Junichi Yamagishi Tue, 01 Nov 2011 05:04:27 -0700

message from Junichi Yamagishi <[email protected]> to festival-talk
= = = = = = = = = = = = = = = = = = = = = = = = = = = = = = = = = = = =
Hi all,

Centre for Speech Technology Research, University of Edinburgh has five PhD
studentships in Speech Technology.
Please, kindly distribute this to any interested candidates.

Best Regards,
Dr. Junichi Yamagishi

-----------

Five fully-funded PhD studentships in speech and language processing are
available at the Centre for Speech Technology Research, University of
Edinburgh. The expected starting date for these studentships is September 2012.

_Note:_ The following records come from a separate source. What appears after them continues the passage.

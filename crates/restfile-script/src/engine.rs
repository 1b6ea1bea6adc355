//! Per-invocation rhai engine

use crate::context::HookContext;
use crate::error::ScriptError;
use rhai::{Dynamic, Engine, Scope};
use serde_json::Value;
use std::collections::BTreeMap;
use std::sync::{Arc, Mutex};
use tracing::{debug, warn};

/// What a hook produced
#[derive(Debug, Clone, Default)]
pub struct HookOutput {
    /// The `exports` map as the script left it
    pub exports: BTreeMap<String, Value>,
    /// The script's final expression, when it was not unit
    pub output: Option<String>,
}

/// Run a post-hook in a fresh engine.
///
/// Nothing survives between invocations: the engine, the scope, and the
/// exports table are all built here and torn down on return.
pub fn run_hook(source: &str, ctx: &HookContext) -> Result<HookOutput, ScriptError> {
    let failed: Arc<Mutex<Option<String>>> = Arc::new(Mutex::new(None));
    let engine = build_engine(failed.clone());

    let ast = engine
        .compile(source)
        .map_err(|e| ScriptError::from_parse(source, e))?;

    let mut scope = Scope::new();
    scope.push("label", ctx.label.clone());
    scope.push_dynamic("req", to_dynamic_or_unit(&ctx.req));
    scope.push_dynamic("res", to_dynamic_or_unit(&ctx.res));
    scope.push("exports", rhai::Map::new());

    let result = engine.eval_ast_with_scope::<Dynamic>(&mut scope, &ast);

    let value = match result {
        Ok(value) => value,
        Err(err) => {
            // fail() surfaces as a runtime error; the recorded message wins
            if let Some(message) = failed.lock().expect("fail cell poisoned").take() {
                return Err(ScriptError::Failed(message));
            }
            return Err(ScriptError::from_eval(source, &err));
        }
    };

    let exports = scope
        .get_value::<rhai::Map>("exports")
        .unwrap_or_default()
        .into_iter()
        .map(|(key, value)| {
            let json = rhai::serde::from_dynamic::<Value>(&value)
                .unwrap_or_else(|_| Value::String(value.to_string()));
            (key.to_string(), json)
        })
        .collect();

    Ok(HookOutput {
        exports,
        output: (!value.is_unit()).then(|| value.to_string()),
    })
}

fn build_engine(failed: Arc<Mutex<Option<String>>>) -> Engine {
    let mut engine = Engine::new();

    engine.set_max_expr_depths(64, 32);
    engine.set_max_operations(100_000);
    engine.set_max_string_size(1024 * 1024);
    engine.set_max_array_size(10_000);
    engine.set_max_map_size(10_000);

    engine.register_fn("fail", move |message: &str| -> Result<(), Box<rhai::EvalAltResult>> {
        *failed.lock().expect("fail cell poisoned") = Some(message.to_string());
        Err(message.to_string().into())
    });

    engine.register_fn("base64_encode", |s: &str| -> String {
        use base64::{engine::general_purpose, Engine as _};
        general_purpose::STANDARD.encode(s.as_bytes())
    });

    engine.register_fn("base64_decode", |s: &str| -> String {
        use base64::{engine::general_purpose, Engine as _};
        general_purpose::STANDARD
            .decode(s.as_bytes())
            .ok()
            .and_then(|bytes| String::from_utf8(bytes).ok())
            .unwrap_or_default()
    });

    engine.register_fn("uuid", || -> String { uuid::Uuid::new_v4().to_string() });

    engine.register_fn("log_debug", |msg: &str| {
        debug!(script_log = msg);
    });
    engine.register_fn("log_info", |msg: &str| {
        tracing::info!(script_log = msg);
    });
    engine.register_fn("log_warn", |msg: &str| {
        warn!(script_log = msg);
    });

    engine
}

fn to_dynamic_or_unit<T: serde::Serialize>(value: &T) -> Dynamic {
    rhai::serde::to_dynamic(value).unwrap_or(Dynamic::UNIT)
}

#[cfg(test)]
mod tests {
    use super::*;
    use crate::context::{RequestState, ResponseState};
    use serde_json::json;

    fn ctx() -> HookContext {
        HookContext {
            label: "login".to_string(),
            req: RequestState {
                url: "http://localhost/login".to_string(),
                method: "POST".to_string(),
                body: "user=admin".to_string(),
                ..Default::default()
            },
            res: ResponseState {
                status: 200,
                body: r#"{"token":"abc"}"#.to_string(),
                cookies: BTreeMap::from([("session".to_string(), "s1".to_string())]),
                ..Default::default()
            },
        }
    }

    #[test]
    fn test_exports_read_back() {
        let out = run_hook(
            r#"
            exports.status = res.status;
            exports.session = res.cookies.session;
            "#,
            &ctx(),
        )
        .unwrap();
        assert_eq!(out.exports["status"], json!(200));
        assert_eq!(out.exports["session"], json!("s1"));
    }

    #[test]
    fn test_invocations_are_independent() {
        let first = run_hook("exports.a = 1;", &ctx()).unwrap();
        let second = run_hook("exports.b = 2;", &ctx()).unwrap();
        assert!(first.exports.contains_key("a"));
        assert!(!second.exports.contains_key("a"));
        assert!(second.exports.contains_key("b"));
    }

    #[test]
    fn test_fail_is_distinct_from_runtime_error() {
        let err = run_hook(r#"fail("bad token");"#, &ctx()).unwrap_err();
        assert!(matches!(err, ScriptError::Failed(ref m) if m == "bad token"));

        let err = run_hook("undefined_variable", &ctx()).unwrap_err();
        assert!(matches!(err, ScriptError::Runtime { .. }));
    }

    #[test]
    fn test_runtime_error_carries_line_and_source() {
        let source = "let x = 1;\nnope(x);";
        let err = run_hook(source, &ctx()).unwrap_err();
        match err {
            ScriptError::Runtime {
                line, source_line, ..
            } => {
                assert_eq!(line, Some(2));
                assert_eq!(source_line.as_deref(), Some("nope(x);"));
            }
            other => panic!("expected runtime error, got {:?}", other),
        }
    }

    #[test]
    fn test_request_state_visible() {
        let out = run_hook("exports.m = req.method;", &ctx()).unwrap();
        assert_eq!(out.exports["m"], json!("POST"));
    }

    #[test]
    fn test_final_expression_is_output() {
        let out = run_hook(r#"res.status.to_string()"#, &ctx()).unwrap();
        assert_eq!(out.output.as_deref(), Some("200"));

        let out = run_hook("exports.a = 1;", &ctx()).unwrap();
        assert!(out.output.is_none());
    }

    #[test]
    fn test_helpers_registered() {
        let out = run_hook(r#"exports.b = base64_encode("hi");"#, &ctx()).unwrap();
        assert_eq!(out.exports["b"], json!("aGk="));
    }
}
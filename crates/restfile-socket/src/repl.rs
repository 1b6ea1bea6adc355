//! Interactive raw-mode REPL
//!
//! A single-thread cooperative input decoder: edit buffer, bounded history
//! with index, one key event at a time. Enter dispatches the line:
//! `quit`/`exit` fire the completion signal, `ls` lists playbook names, any
//! other line is a playbook lookup whose payload goes to the send driver
//! over a channel. The terminal mode is restored exactly once on every exit
//! path by an RAII guard.

use crossterm::event::{self, Event, KeyCode, KeyEventKind, KeyModifiers};
use crossterm::terminal;
use restfile_core::Result;
use std::collections::BTreeMap;
use std::io::Write;
use std::time::Duration;
use tokio::sync::mpsc::UnboundedSender;
use tokio_util::sync::CancellationToken;

/// Input units the editor understands, decoupled from the terminal backend
#[derive(Debug, Clone, Copy, PartialEq, Eq)]
pub(crate) enum Key {
    Char(char),
    Enter,
    Backspace,
    Up,
    Down,
    Interrupt,
    Eof,
}

/// Whether the editor loop keeps going after a key
#[derive(Debug, Clone, Copy, PartialEq, Eq)]
pub(crate) enum Flow {
    Continue,
    Quit,
}

/// The line editor state
#[derive(Debug)]
pub struct Repl {
    playbook: BTreeMap<String, String>,
    no_special_cmds: bool,
    input: String,
    history: Vec<String>,
    history_idx: usize,
    history_limit: usize,
    done: CancellationToken,
    tx: UnboundedSender<String>,
}

struct RawModeGuard;

impl RawModeGuard {
    fn enable() -> std::io::Result<Self> {
        terminal::enable_raw_mode()?;
        Ok(Self)
    }
}

impl Drop for RawModeGuard {
    fn drop(&mut self) {
        let _ = terminal::disable_raw_mode();
    }
}

impl Repl {
    /// New editor over the session's playbook. Payloads for matched lines
    /// go out through `tx`; `done` is the session's completion signal.
    pub fn new(
        playbook: BTreeMap<String, String>,
        no_special_cmds: bool,
        history_limit: usize,
        done: CancellationToken,
        tx: UnboundedSender<String>,
    ) -> Self {
        Self {
            playbook,
            no_special_cmds,
            input: String::new(),
            history: Vec::new(),
            history_idx: 0,
            history_limit,
            done,
            tx,
        }
    }

    /// Blocking editor loop; run it on a blocking task. Polls so the loop
    /// also ends promptly when the session signal fires from elsewhere.
    pub fn run(mut self) -> Result<()> {
        let _guard = RawModeGuard::enable()?;
        self.prompt();

        loop {
            if self.done.is_cancelled() {
                break;
            }
            if !event::poll(Duration::from_millis(100))? {
                continue;
            }
            let Some(key) = map_event(event::read()?) else {
                continue;
            };
            if self.handle_key(key) == Flow::Quit {
                break;
            }
        }
        print!("\r\n");
        flush();
        Ok(())
    }

    pub(crate) fn handle_key(&mut self, key: Key) -> Flow {
        match key {
            Key::Char(c) => {
                self.input.push(c);
                print!("{}", c);
                flush();
                Flow::Continue
            }
            Key::Backspace => {
                if self.input.pop().is_some() {
                    print!("\x08 \x08");
                    flush();
                }
                Flow::Continue
            }
            Key::Up => {
                self.previous_cmd();
                Flow::Continue
            }
            Key::Down => {
                self.next_cmd();
                Flow::Continue
            }
            Key::Interrupt | Key::Eof => {
                self.done.cancel();
                Flow::Quit
            }
            Key::Enter => self.dispatch(),
        }
    }

    fn dispatch(&mut self) -> Flow {
        let line = std::mem::take(&mut self.input);

        if !self.no_special_cmds && (line == "quit" || line == "exit") {
            // cancel is idempotent: a rapid second quit fires nothing new
            self.done.cancel();
            return Flow::Quit;
        }
        if line.is_empty() {
            self.prompt();
            return Flow::Continue;
        }

        self.push_history(line.clone());

        if !self.no_special_cmds && line == "ls" {
            print!("\r\n");
            for name in self.playbook.keys() {
                print!("{} ", name);
            }
            self.prompt();
            return Flow::Continue;
        }

        match self.playbook.get(&line) {
            Some(payload) => {
                if self.tx.send(payload.clone()).is_ok() {
                    print!("\r\nsent({})", line);
                }
            }
            None => {
                print!("\r\nno such playbook entry: {}", line);
            }
        }
        self.prompt();
        Flow::Continue
    }

    fn push_history(&mut self, line: String) {
        if self.history_limit > 0 && self.history.len() == self.history_limit {
            self.history.remove(0);
        }
        self.history.push(line);
        self.history_idx = self.history.len();
    }

    fn previous_cmd(&mut self) {
        if !self.history.is_empty() && self.history_idx > 0 {
            self.history_idx -= 1;
            self.input = self.history[self.history_idx].clone();
            self.redraw();
        }
    }

    fn next_cmd(&mut self) {
        if self.history_idx < self.history.len() {
            self.history_idx += 1;
            if self.history_idx == self.history.len() {
                self.input.clear();
            } else {
                self.input = self.history[self.history_idx].clone();
            }
            self.redraw();
        }
    }

    fn prompt(&self) {
        print!("\r\n> ");
        flush();
    }

    fn redraw(&self) {
        print!("\x1b[2K\r> {}", self.input);
        flush();
    }

    #[cfg(test)]
    pub(crate) fn input(&self) -> &str {
        &self.input
    }

    #[cfg(test)]
    pub(crate) fn history(&self) -> &[String] {
        &self.history
    }
}

fn map_event(event: Event) -> Option<Key> {
    let Event::Key(key) = event else {
        return None;
    };
    if key.kind != KeyEventKind::Press {
        return None;
    }
    match (key.code, key.modifiers) {
        (KeyCode::Char('c'), KeyModifiers::CONTROL) => Some(Key::Interrupt),
        (KeyCode::Char('d'), KeyModifiers::CONTROL) => Some(Key::Eof),
        (KeyCode::Char(c), _) => Some(Key::Char(c)),
        (KeyCode::Enter, _) => Some(Key::Enter),
        (KeyCode::Backspace, _) => Some(Key::Backspace),
        (KeyCode::Up, _) => Some(Key::Up),
        (KeyCode::Down, _) => Some(Key::Down),
        _ => None,
    }
}

fn flush() {
    let _ = std::io::stdout().flush();
}
//! Restfile loading
//!
//! Structural decode is plain serde over TOML; every decode error from toml
//! carries source-line context. Expression evaluation happens field by field
//! against the growing context, then inheritance and validation run over the
//! resolved requests.

use crate::expr::{Context, Expr};
use crate::types::{Config, Request, RequestSpec, Socket, SocketSpec};
use crate::validator;
use restfile_core::{Error, Result};
use serde::Deserialize;
use serde_json::Value;
use std::collections::BTreeMap;
use std::path::Path;

/// Top-level structure of a restfile
#[derive(Debug, Deserialize)]
struct Document {
    #[serde(default)]
    locals: BTreeMap<String, Expr>,
    #[serde(default)]
    config: Config,
    #[serde(default, rename = "request")]
    requests: Vec<RequestSpec>,
    socket: Option<SocketSpec>,
}

/// A decoded, resolved, validated restfile
#[derive(Debug, Clone)]
pub struct RestFile {
    /// Run-wide policy
    pub config: Config,
    /// Evaluation context seeded with the file's locals
    pub context: Context,
    /// Requests with inheritance applied; sequential loads keep declaration
    /// order, concurrent loads keep arrival order
    pub requests: Vec<Request>,
    /// The socket session, when the file declares one
    pub socket: Option<Socket>,
}

impl RestFile {
    /// Find a request by label
    pub fn request(&self, label: &str) -> Result<&Request> {
        self.requests
            .iter()
            .find(|r| r.label == label)
            .ok_or_else(|| Error::config(format!("request label not found: {}", label)))
    }

    /// Find a request by declaration index
    pub fn request_by_index(&self, index: usize) -> Result<&Request> {
        self.requests
            .iter()
            .find(|r| r.index == index)
            .ok_or_else(|| Error::config(format!("request block not found: {}", index)))
    }
}

/// Load and resolve a restfile from disk
pub fn load_from_file<P: AsRef<Path>>(path: P) -> Result<RestFile> {
    let path = path.as_ref();
    let content = std::fs::read_to_string(path).map_err(|e| {
        if e.kind() == std::io::ErrorKind::NotFound {
            Error::config(format!("file {} does not exist", path.display()))
        } else {
            Error::config(format!("failed to read {}: {}", path.display(), e))
        }
    })?;
    load_from_str(&content)
}

/// Load and resolve a restfile from a string, sequentially
pub fn load_from_str(content: &str) -> Result<RestFile> {
    let doc = decode(content)?;
    let ctx = eval_locals(&doc.locals)?;

    let mut requests = Vec::with_capacity(doc.requests.len());
    for (index, spec) in doc.requests.iter().enumerate() {
        requests.push(spec.resolve(&ctx, index)?);
    }

    finish(doc, ctx, requests)
}

/// Load and resolve a restfile with request blocks resolved in parallel
/// tasks, collected in arrival order.
///
/// Forward references are incompatible with this mode: a resolved request
/// that still carries an `{{exports.*}}` placeholder is a hard error, not a
/// silent fallback to sequential resolution.
pub async fn load_from_str_concurrent(content: &str) -> Result<RestFile> {
    let doc = decode(content)?;
    let ctx = eval_locals(&doc.locals)?;

    let (tx, mut rx) = tokio::sync::mpsc::unbounded_channel();
    for (index, spec) in doc.requests.iter().cloned().enumerate() {
        let tx = tx.clone();
        let ctx = ctx.clone();
        tokio::spawn(async move {
            // receiver gone means another block already failed the load
            let _ = tx.send(spec.resolve(&ctx, index));
        });
    }
    drop(tx);

    let mut requests = Vec::with_capacity(doc.requests.len());
    while let Some(resolved) = rx.recv().await {
        let request = resolved?;
        if request.has_export_ref() {
            return Err(Error::config(format!(
                "request \"{}\" has an exports reference but blocks are resolved concurrently",
                request.label
            )));
        }
        requests.push(request);
    }
    tracing::debug!(count = requests.len(), "resolved request blocks concurrently");

    finish(doc, ctx, requests)
}

fn decode(content: &str) -> Result<Document> {
    let doc: Document = toml::from_str(content)
        .map_err(|e| Error::config(format!("failed to parse restfile:\n{}", e)))?;

    let mut seen = Vec::new();
    for spec in &doc.requests {
        if seen.contains(&&spec.label) {
            return Err(Error::config(format!(
                "labels must be unique: \"{}\" already exists",
                spec.label
            )));
        }
        seen.push(&spec.label);
    }
    Ok(doc)
}

/// Evaluate locals one by one; earlier (sorted-key) locals are visible to
/// later ones through normal substitution.
fn eval_locals(locals: &BTreeMap<String, Expr>) -> Result<Context> {
    let mut ctx = Context::default();
    for (name, expr) in locals {
        let value: Value = expr.eval(&ctx)?;
        ctx.locals.insert(name.clone(), value);
    }
    Ok(ctx)
}

fn finish(doc: Document, ctx: Context, requests: Vec<Request>) -> Result<RestFile> {
    let mut requests = apply_inheritance(requests)?;
    for request in &mut requests {
        request.set_defaults();
    }

    let socket = doc.socket.as_ref().map(|s| s.resolve(&ctx)).transpose()?;
    validator::validate(&requests, socket.as_ref())?;

    Ok(RestFile {
        config: doc.config,
        context: ctx,
        requests,
        socket,
    })
}

/// Resolve every `copy_from` chain. Each parent is fully resolved before its
/// children merge from it, so the result does not depend on declaration
/// order; cycles are a decode error.
fn apply_inheritance(requests: Vec<Request>) -> Result<Vec<Request>> {
    let by_label: BTreeMap<String, Request> = requests
        .iter()
        .map(|r| (r.label.clone(), r.clone()))
        .collect();
    let mut memo = BTreeMap::new();

    requests
        .into_iter()
        .map(|request| {
            let label = request.label.clone();
            let mut stack = Vec::new();
            resolve_chain(&label, &by_label, &mut memo, &mut stack)
        })
        .collect()
}

fn resolve_chain(
    label: &str,
    by_label: &BTreeMap<String, Request>,
    memo: &mut BTreeMap<String, Request>,
    stack: &mut Vec<String>,
) -> Result<Request> {
    if let Some(done) = memo.get(label) {
        return Ok(done.clone());
    }
    if stack.iter().any(|l| l == label) {
        return Err(Error::config(format!("copy_from cycle involving: {}", label)));
    }

    let mut request = by_label
        .get(label)
        .cloned()
        .ok_or_else(|| Error::config(format!("request label not found: {}", label)))?;

    if let Some(parent_label) = request.copy_from.clone() {
        if !by_label.contains_key(&parent_label) {
            return Err(Error::config(format!(
                "request \"{}\" copy_from not found: {}",
                label, parent_label
            )));
        }
        stack.push(label.to_string());
        let parent = resolve_chain(&parent_label, by_label, memo, stack)?;
        stack.pop();
        request.merge_from(&parent);
    }

    memo.insert(label.to_string(), request.clone());
    Ok(request)
}

#[cfg(test)]
mod tests {
    use super::*;

    const BASIC: &str = r#"
[locals]
host = "http://localhost:8080"

[config]
no_follow_redirect = true
user_agent = "test-agent"

[[request]]
label = "login"
url = "{{host}}/login"
method = "POST"
body = { form = { user = "admin" } }
headers = { Content-Type = "application/x-www-form-urlencoded" }
expect = 200

[[request]]
label = "me"
copy_from = "login"
url = "{{host}}/me"
"#;

    #[test]
    fn test_load_basic() {
        let file = load_from_str(BASIC).unwrap();
        assert!(file.config.no_follow_redirect);
        assert_eq!(file.config.user_agent, "test-agent");
        assert_eq!(file.requests.len(), 2);

        let login = file.request("login").unwrap();
        assert_eq!(login.url, "http://localhost:8080/login");
        assert_eq!(login.body, "user=admin");
        assert_eq!(login.expect_status, Some(200));

        // inherited from login, explicit url preserved
        let me = file.request("me").unwrap();
        assert_eq!(me.url, "http://localhost:8080/me");
        assert_eq!(me.method, "POST");
        assert_eq!(me.headers["Content-Type"], "application/x-www-form-urlencoded");
    }

    #[test]
    fn test_duplicate_labels_rejected() {
        let content = r#"
[[request]]
label = "a"
url = "http://localhost/1"

[[request]]
label = "a"
url = "http://localhost/2"
"#;
        let err = load_from_str(content).unwrap_err();
        assert!(err.to_string().contains("labels must be unique"));
    }

    #[test]
    fn test_missing_copy_from_target() {
        let content = r#"
[[request]]
label = "child"
url = "http://localhost"
copy_from = "ghost"
"#;
        let err = load_from_str(content).unwrap_err();
        assert!(err.to_string().contains("copy_from not found: ghost"));
        assert!(err.to_string().contains("child"));
    }

    #[test]
    fn test_missing_url_names_label() {
        let content = r#"
[[request]]
label = "nowhere"
method = "GET"
"#;
        let err = load_from_str(content).unwrap_err();
        assert!(err.to_string().contains("url is required"));
        assert!(err.to_string().contains("nowhere"));
    }

    #[test]
    fn test_chained_inheritance_regardless_of_order() {
        // grandchild declared before its ancestors
        let content = r#"
[[request]]
label = "grandchild"
copy_from = "child"
expect = 204

[[request]]
label = "child"
copy_from = "base"
method = "PUT"

[[request]]
label = "base"
url = "http://localhost/api"
method = "POST"
body = "x"
"#;
        let file = load_from_str(content).unwrap();
        let grandchild = file.request("grandchild").unwrap();
        assert_eq!(grandchild.url, "http://localhost/api");
        assert_eq!(grandchild.method, "PUT");
        assert_eq!(grandchild.body, "x");
        assert_eq!(grandchild.expect_status, Some(204));
    }

    #[test]
    fn test_copy_from_cycle_rejected() {
        let content = r#"
[[request]]
label = "a"
url = "http://localhost"
copy_from = "b"

[[request]]
label = "b"
url = "http://localhost"
copy_from = "a"
"#;
        let err = load_from_str(content).unwrap_err();
        assert!(err.to_string().contains("cycle"));
    }

    #[test]
    fn test_declaration_order_preserved() {
        let content = r#"
[[request]]
label = "z"
url = "http://localhost/1"

[[request]]
label = "a"
url = "http://localhost/2"
"#;
        let file = load_from_str(content).unwrap();
        let labels: Vec<_> = file.requests.iter().map(|r| r.label.as_str()).collect();
        assert_eq!(labels, vec!["z", "a"]);
        assert_eq!(file.requests[1].index, 1);
    }

    #[test]
    fn test_socket_block() {
        let content = r#"
[socket]
url = "ws://localhost:8080/ws"
origin = "http://localhost:8080"

[socket.playbook]
hello = '{"type":"hello"}'
count = { json = "[1, 2]" }

[socket.run]
order = ["hello", "noop", "count"]
delay = "250ms"
"#;
        let file = load_from_str(content).unwrap();
        let socket = file.socket.unwrap();
        assert_eq!(socket.url, "ws://localhost:8080/ws");
        assert_eq!(socket.playbook["hello"], r#"{"type":"hello"}"#);
        assert_eq!(socket.playbook["count"], "[1,2]");
        assert_eq!(socket.run.order, vec!["hello", "noop", "count"]);
        assert_eq!(socket.run.delay, std::time::Duration::from_millis(250));
    }

    #[tokio::test]
    async fn test_concurrent_resolve_collects_all_blocks() {
        let content = r#"
[[request]]
label = "a"
url = "http://localhost/1"

[[request]]
label = "b"
url = "http://localhost/2"

[[request]]
label = "c"
url = "http://localhost/3"
"#;
        let file = load_from_str_concurrent(content).await.unwrap();
        assert_eq!(file.requests.len(), 3);
        let mut labels: Vec<_> = file.requests.iter().map(|r| r.label.clone()).collect();
        labels.sort();
        assert_eq!(labels, vec!["a", "b", "c"]);
    }

    #[tokio::test]
    async fn test_concurrent_resolve_rejects_forward_reference() {
        let content = r#"
[[request]]
label = "login"
url = "http://localhost/login"

[[request]]
label = "me"
url = "http://localhost/me"
headers = { Authorization = "Bearer {{exports.token}}" }
"#;
        let err = load_from_str_concurrent(content).await.unwrap_err();
        assert!(err.to_string().contains("resolved concurrently"));
        assert!(err.to_string().contains("me"));

        // the same file is fine sequentially
        assert!(load_from_str(content).is_ok());
    }
}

One PhD studentship is supported by the EPSRC Natural Speech Technology
Project, three are supported by the JST CREST uDialogue Project, and one will
be supported by industrial funding.

The projects cover a wide variety of topics in the areas of speech synthesis,
speech recognition, language modelling, and spoken dialogue processing. They
all include exciting opportunities to work with our other project partners, in
the UK or Japan.

Speech synthesis topics include reactive statistical parametric speech
synthesis in which various conversational acoustic and verbal cues are
controllable, new acoustic models for statistical parametric speech synthesis
inspired by recent innovations such as subspace modelling and deep learning,
prosody modelling beyond the sentence for audio book tasks, and expressive
speech synthesis.

Speech recognition topics are based on multi-lingual speech recognition, in
particular language modelling approaches that could share parameters across
languages.

Spoken dialogue processing topics include implicit spoken dialogue systems that
do not require the full attention of the user and that learn when to intervene
in a conversation, structural learning of spoken dialogue contents, and
crowd-sourcing for learning dialogue content.

Full descriptions of the topics can be found below.

Suitable candidates will have a good first degree in a suitable discipline and
a strong interest in speech processing, machine learning, statistics, cognitive
science, linguistics, informatics, engineering, mathematics, or related area.
A relevant Masters' degree is desirable but not essential.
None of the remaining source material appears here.